§ **INPUT FOR THIS TASK**:
========

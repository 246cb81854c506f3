//! # Preview Pipeline
//!
//! Per-frame orchestration between the camera frame source and the display.
//!
//! ## Architecture
//!
//! 1. **Single-flight gate**: at most one frame is processed at any time;
//!    frames arriving meanwhile are released and dropped immediately
//! 2. **Scratch buffers**: decode buffers are reused across frames and only
//!    reallocated when the frame resolution changes
//! 3. **Processing**: [`FrameDecoder`] then [`CropRescaler`], both pluggable
//! 4. **Display dispatch**: the output image is handed to the display context
//!    without waiting for it to be rendered
//! 5. **Mode toggle**: outside preview mode every frame is dropped
//!
//! ## Concurrency
//!
//! `on_frame` may be called from any number of frame-delivery threads. The busy
//! token is an `AtomicBool` taken with a compare-and-swap and returned by an
//! RAII guard on every exit path, including panics inside the kernels. The
//! scratch buffers and kernels sit behind a mutex that is only locked while the
//! token is held, so it is never contended.
//!
//! ## Example
//!
//! ```rust,no_run
//! use std::sync::Arc;
//! use photobooth_preview::capture::SyntheticFrameSource;
//! use photobooth_preview::config::PreviewConfig;
//! use photobooth_preview::core::output_image::OutputImage;
//! use photobooth_preview::display::DisplaySink;
//! use photobooth_preview::error::PreviewResult;
//! use photobooth_preview::pipeline::PreviewPipeline;
//!
//! struct View;
//! impl DisplaySink for View {
//!     fn render_image(&self, _image: Arc<OutputImage>) -> PreviewResult<()> {
//!         Ok(())
//!     }
//! }
//!
//! # async fn demo() -> PreviewResult<()> {
//! let view = Arc::new(View);
//! let (pipeline, _worker) = PreviewPipeline::builder()
//!     .with_config(PreviewConfig::new(90, 480, 16))
//!     .with_sink(&view)
//!     .build()?;
//!
//! let source = SyntheticFrameSource::new(640, 480);
//! source.push_frames(1);
//! pipeline.on_frame(&source);
//! pipeline.flush_display().await?;
//! assert_eq!(pipeline.latest_image().map(|img| img.width()), Some(480));
//! # Ok(())
//! # }
//! ```

use std::any::Any;
use std::panic::{self, AssertUnwindSafe};
use std::sync::atomic::{AtomicBool, AtomicU32, AtomicU64, Ordering};
use std::sync::{Arc, Mutex, MutexGuard, PoisonError, Weak};

use preview_scale::rotate::Rotation;
use tokio::runtime::Handle;
use tracing::{debug, debug_span, info};

use crate::capture::frame::{FrameLease, FrameSource, RawFrame};
use crate::config::PreviewConfig;
use crate::core::diagnostics::{PipelineEvent, PipelineStats, StatsSnapshot};
use crate::core::latest_frame::LatestFrame;
use crate::core::output_image::OutputImage;
use crate::core::scratch::ScratchBuffers;
use crate::display::{DisplayDispatcher, DisplaySink, DisplayWorker};
use crate::error::{PreviewError, PreviewResult};
use crate::processing::{CropRescaler, FrameDecoder, SquareCropRescaler, Yuv420Decoder};

/// State read by both the frame-delivery and display contexts.
pub(crate) struct Shared {
    preview_mode: AtomicBool,
    pub(crate) latest: LatestFrame,
    pub(crate) stats: PipelineStats,
}

impl Shared {
    pub(crate) fn preview_mode(&self) -> bool {
        self.preview_mode.load(Ordering::Acquire)
    }
}

/// What `on_frame` did with one frame-available notification.
#[derive(Debug, Clone, Copy, PartialEq, Eq)]
pub enum FrameOutcome {
    /// The source had nothing pending.
    NoFrame,
    /// Preview mode was off; the frame was released unprocessed.
    DroppedNotPreviewing,
    /// Another frame was in flight; the frame was released unprocessed.
    DroppedBusy,
    /// An output image was produced. `dispatched` is false when the display
    /// handoff dropped it.
    Processed { sequence: u64, dispatched: bool },
    /// Decode or rescale failed; the frame was released and dropped.
    Failed,
}

/// Point-in-time view of the gate, for diagnostics and tests.
#[derive(Debug, Clone, Copy, PartialEq, Eq)]
pub struct PipelineState {
    pub preview_mode: bool,
    pub busy: bool,
    /// Resolution the scratch buffers are sized for; `(0, 0)` before the first frame.
    pub last_width: u32,
    pub last_height: u32,
    pub sensor_orientation: u32,
}

/// Scratch buffers and kernels, touched only by the token holder.
struct Workbench {
    scratch: ScratchBuffers,
    decoder: Box<dyn FrameDecoder>,
    rescaler: Box<dyn CropRescaler>,
}

/// The busy token. Dropping it reopens the gate.
struct FlightToken<'a> {
    busy: &'a AtomicBool,
}

impl<'a> FlightToken<'a> {
    fn try_acquire(busy: &'a AtomicBool) -> Option<Self> {
        busy.compare_exchange(false, true, Ordering::AcqRel, Ordering::Acquire)
            .ok()
            .map(|_| Self { busy })
    }
}

impl Drop for FlightToken<'_> {
    fn drop(&mut self) {
        self.busy.store(false, Ordering::Release);
    }
}

/// Camera preview pipeline.
pub struct PreviewPipeline {
    config: PreviewConfig,
    rotation: Rotation,
    busy: AtomicBool,
    last_width: AtomicU32,
    last_height: AtomicU32,
    next_sequence: AtomicU64,
    workbench: Mutex<Workbench>,
    shared: Arc<Shared>,
    dispatcher: DisplayDispatcher,
}

impl PreviewPipeline {
    /// Creates a new pipeline builder.
    pub fn builder() -> PreviewPipelineBuilder {
        PreviewPipelineBuilder::new()
    }

    /// Handle one frame-available notification from `source`.
    ///
    /// Never blocks on the display context. Every acquired frame is released
    /// exactly once before this returns, whatever the outcome.
    pub fn on_frame<S: FrameSource>(&self, source: &S) -> FrameOutcome {
        let stats = &self.shared.stats;

        let Some(frame) = source.acquire_latest_frame() else {
            stats.record(PipelineEvent::NoFrameAvailable);
            return FrameOutcome::NoFrame;
        };
        let mut lease = FrameLease::new(frame);

        if !self.shared.preview_mode() {
            lease.release();
            stats.record(PipelineEvent::DroppedNotPreviewing);
            return FrameOutcome::DroppedNotPreviewing;
        }

        let Some(_token) = FlightToken::try_acquire(&self.busy) else {
            lease.release();
            stats.record(PipelineEvent::DroppedBusy);
            return FrameOutcome::DroppedBusy;
        };

        stats.frame_admitted();
        let sequence = self.next_sequence.fetch_add(1, Ordering::Relaxed);
        let _span = debug_span!(
            "image_available",
            sequence,
            width = lease.width(),
            height = lease.height()
        )
        .entered();

        let result = panic::catch_unwind(AssertUnwindSafe(|| self.process(&mut lease, sequence)));
        lease.release();

        match result {
            Ok(Ok(image)) => {
                stats.frame_processed();
                let dispatched = self.dispatcher.dispatch(image);
                FrameOutcome::Processed {
                    sequence,
                    dispatched,
                }
            }
            Ok(Err(error)) => {
                stats.record_failure(&error);
                FrameOutcome::Failed
            }
            Err(payload) => {
                self.reset_workbench();
                let error = PreviewError::state(
                    "processing",
                    "image_available",
                    format!("kernel panicked: {}", panic_message(payload.as_ref())),
                )
                .with_operation("image_available");
                stats.record_failure(&error);
                FrameOutcome::Failed
            }
        }
    }

    fn process<F: RawFrame>(
        &self,
        lease: &mut FrameLease<F>,
        sequence: u64,
    ) -> PreviewResult<Arc<OutputImage>> {
        let (width, height) = (lease.width(), lease.height());
        let mut bench = self.lock_workbench();
        let Workbench {
            scratch,
            decoder,
            rescaler,
        } = &mut *bench;

        if scratch.ensure_capacity(width, height) {
            self.last_width.store(width, Ordering::Relaxed);
            self.last_height.store(height, Ordering::Relaxed);
            self.shared.stats.scratch_reallocated();
            debug!(width, height, "scratch buffers reallocated");
        }

        let planes = lease
            .planes()
            .ok_or_else(|| PreviewError::resource("raw frame", "released before decode"))?;
        let decoded = decoder.decode(planes, width, height, scratch);
        // The native buffer is not needed past decoding.
        lease.release();
        decoded?;

        let image = rescaler.crop_and_rescale(
            scratch.pixels(),
            width,
            height,
            self.config.output_size,
            self.rotation,
        )?;
        Ok(Arc::new(image.with_sequence(sequence)))
    }

    fn lock_workbench(&self) -> MutexGuard<'_, Workbench> {
        self.workbench.lock().unwrap_or_else(PoisonError::into_inner)
    }

    /// Drop scratch contents after a panic so the next frame starts clean.
    fn reset_workbench(&self) {
        self.workbench.clear_poison();
        self.lock_workbench().scratch.invalidate();
        self.last_width.store(0, Ordering::Relaxed);
        self.last_height.store(0, Ordering::Relaxed);
    }

    /// Enter or leave preview mode. Takes effect for the next admission
    /// decision and for updates that have not reached the display yet.
    pub fn set_preview_mode(&self, enabled: bool) {
        let previous = self.shared.preview_mode.swap(enabled, Ordering::AcqRel);
        if previous != enabled {
            info!(enabled, "preview mode changed");
        }
    }

    pub fn preview_mode(&self) -> bool {
        self.shared.preview_mode()
    }

    /// Whether a frame is being processed right now.
    pub fn is_busy(&self) -> bool {
        self.busy.load(Ordering::Acquire)
    }

    pub fn state(&self) -> PipelineState {
        PipelineState {
            preview_mode: self.preview_mode(),
            busy: self.is_busy(),
            last_width: self.last_width.load(Ordering::Relaxed),
            last_height: self.last_height.load(Ordering::Relaxed),
            sensor_orientation: self.config.sensor_orientation,
        }
    }

    /// Most recently rendered image, if any.
    pub fn latest_image(&self) -> Option<Arc<OutputImage>> {
        self.shared.latest.get()
    }

    /// Release the held latest image, e.g. when the view is torn down.
    pub fn clear_latest_image(&self) {
        self.shared.latest.clear();
    }

    pub fn stats(&self) -> StatsSnapshot {
        self.shared.stats.snapshot()
    }

    pub fn config(&self) -> &PreviewConfig {
        &self.config
    }

    /// Wait until every image dispatched so far has been rendered or dropped.
    pub async fn flush_display(&self) -> PreviewResult<()> {
        self.dispatcher.flush().await
    }
}

fn panic_message(payload: &(dyn Any + Send)) -> &str {
    if let Some(msg) = payload.downcast_ref::<&str>() {
        msg
    } else if let Some(msg) = payload.downcast_ref::<String>() {
        msg.as_str()
    } else {
        "non-string panic payload"
    }
}

/// Builder for [`PreviewPipeline`].
pub struct PreviewPipelineBuilder {
    config: PreviewConfig,
    decoder: Option<Box<dyn FrameDecoder>>,
    rescaler: Option<Box<dyn CropRescaler>>,
    sink: Option<Weak<dyn DisplaySink>>,
    runtime: Option<Handle>,
    preview_mode: bool,
}

impl Default for PreviewPipelineBuilder {
    fn default() -> Self {
        Self::new()
    }
}

impl PreviewPipelineBuilder {
    /// Defaults: default config, CPU kernels, no sink, preview mode on.
    pub fn new() -> Self {
        Self {
            config: PreviewConfig::default(),
            decoder: None,
            rescaler: None,
            sink: None,
            runtime: None,
            preview_mode: true,
        }
    }

    pub fn with_config(mut self, config: PreviewConfig) -> Self {
        self.config = config;
        self
    }

    pub fn with_decoder<D: FrameDecoder + 'static>(mut self, decoder: D) -> Self {
        self.decoder = Some(Box::new(decoder));
        self
    }

    pub fn with_rescaler<R: CropRescaler + 'static>(mut self, rescaler: R) -> Self {
        self.rescaler = Some(Box::new(rescaler));
        self
    }

    /// Attach the display sink. Only a weak reference is kept; once the
    /// caller drops the sink, updates are dropped as sink unavailable.
    pub fn with_sink<S: DisplaySink>(mut self, sink: &Arc<S>) -> Self {
        let weak: Weak<dyn DisplaySink> = Arc::downgrade(sink) as Weak<S>;
        self.sink = Some(weak);
        self
    }

    /// Runtime that hosts the display worker. Defaults to the current one.
    pub fn with_runtime(mut self, runtime: Handle) -> Self {
        self.runtime = Some(runtime);
        self
    }

    /// Initial preview mode.
    pub fn with_preview_mode(mut self, enabled: bool) -> Self {
        self.preview_mode = enabled;
        self
    }

    /// Validate the configuration and start the display worker.
    pub fn build(self) -> PreviewResult<(PreviewPipeline, DisplayWorker)> {
        let config = self.config.validated()?;
        let runtime = match self.runtime {
            Some(handle) => handle,
            None => Handle::try_current().map_err(|e| {
                PreviewError::state("no runtime", "build preview pipeline", e.to_string())
            })?,
        };

        let shared = Arc::new(Shared {
            preview_mode: AtomicBool::new(self.preview_mode),
            latest: LatestFrame::new(),
            stats: PipelineStats::new(),
        });
        let (dispatcher, worker) = DisplayDispatcher::spawn(
            self.sink,
            shared.clone(),
            config.display_queue_depth,
            &runtime,
        );

        info!(
            sensor_orientation = config.sensor_orientation,
            output_size = config.output_size,
            display_queue_depth = config.display_queue_depth,
            "preview pipeline ready"
        );

        let pipeline = PreviewPipeline {
            rotation: config.rotation(),
            config,
            busy: AtomicBool::new(false),
            last_width: AtomicU32::new(0),
            last_height: AtomicU32::new(0),
            next_sequence: AtomicU64::new(0),
            workbench: Mutex::new(Workbench {
                scratch: ScratchBuffers::new(),
                decoder: self
                    .decoder
                    .unwrap_or_else(|| Box::new(Yuv420Decoder::new())),
                rescaler: self
                    .rescaler
                    .unwrap_or_else(|| Box::new(SquareCropRescaler::new())),
            }),
            shared,
            dispatcher,
        };
        Ok((pipeline, worker))
    }
}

========

§ **HOW TO COMPLETE THIS TASK**: Extract, from the material above, each line holding the word "SquareCropRescaler".

§ **ANSWER FOR THIS EXERCISE**:
use crate::processing::{CropRescaler, FrameDecoder, SquareCropRescaler, Yuv420Decoder};
                    .unwrap_or_else(|| Box::new(SquareCropRescaler::new())),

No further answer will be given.